Task statement> Figure out how many lines in the records below hold the string "TemplateName". That number alone is the answer.

Items listed in a dataset>
┌──
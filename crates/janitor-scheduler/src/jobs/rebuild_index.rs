//! Index rebuild. Not governed: it deletes nothing.

use janitor_store::TemplateName;
use janitor_types::{Job, JobError};
use tracing::info;

use crate::context::MaintenanceContext;

pub async fn run(ctx: &MaintenanceContext, job: &Job, online: bool) -> Result<(), JobError> {
    let name = if online {
        TemplateName::RebuildIndexOnline
    } else {
        TemplateName::RebuildIndex
    };
    let script = ctx.required_template(name)?;

    ctx.audit_started(job);
    ctx.executor.run_one(&script).await?;

    info!(online, "Index rebuild complete");
    // Rebuild scripts report no meaningful row count.
    job.set_processed(0);
    ctx.report(job, "Rebuild index is completed.");
    Ok(())
}

#[cfg(test)]
mod tests {
    use super::*;
    use crate::testing::TestContext;
    use janitor_types::MaintenanceOperation;

    #[tokio::test]
    async fn test_online_flag_selects_script() {
        let t = TestContext::new();
        let job = Job::new(&MaintenanceOperation::RebuildIndex { online: true });
        run(&t.ctx, &job, true).await.unwrap();
        run(&t.ctx, &job, false).await.unwrap();

        assert_eq!(t.store.statements(), vec!["REINDEX CONCURRENTLY", "REINDEX"]);
        assert_eq!(job.processed(), 0);
    }

    #[tokio::test]
    async fn test_rebuild_does_not_touch_constraints() {
        let t = TestContext::new();
        let job = Job::new(&MaintenanceOperation::RebuildIndex { online: false });
        run(&t.ctx, &job, false).await.unwrap();

        assert!(!t.store.statements().iter().any(|s| s.contains("CONSTRAINT")));
        assert_eq!(job.snapshot().messages, vec!["Rebuild index is completed."]);
    }
}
└──
Task output> 3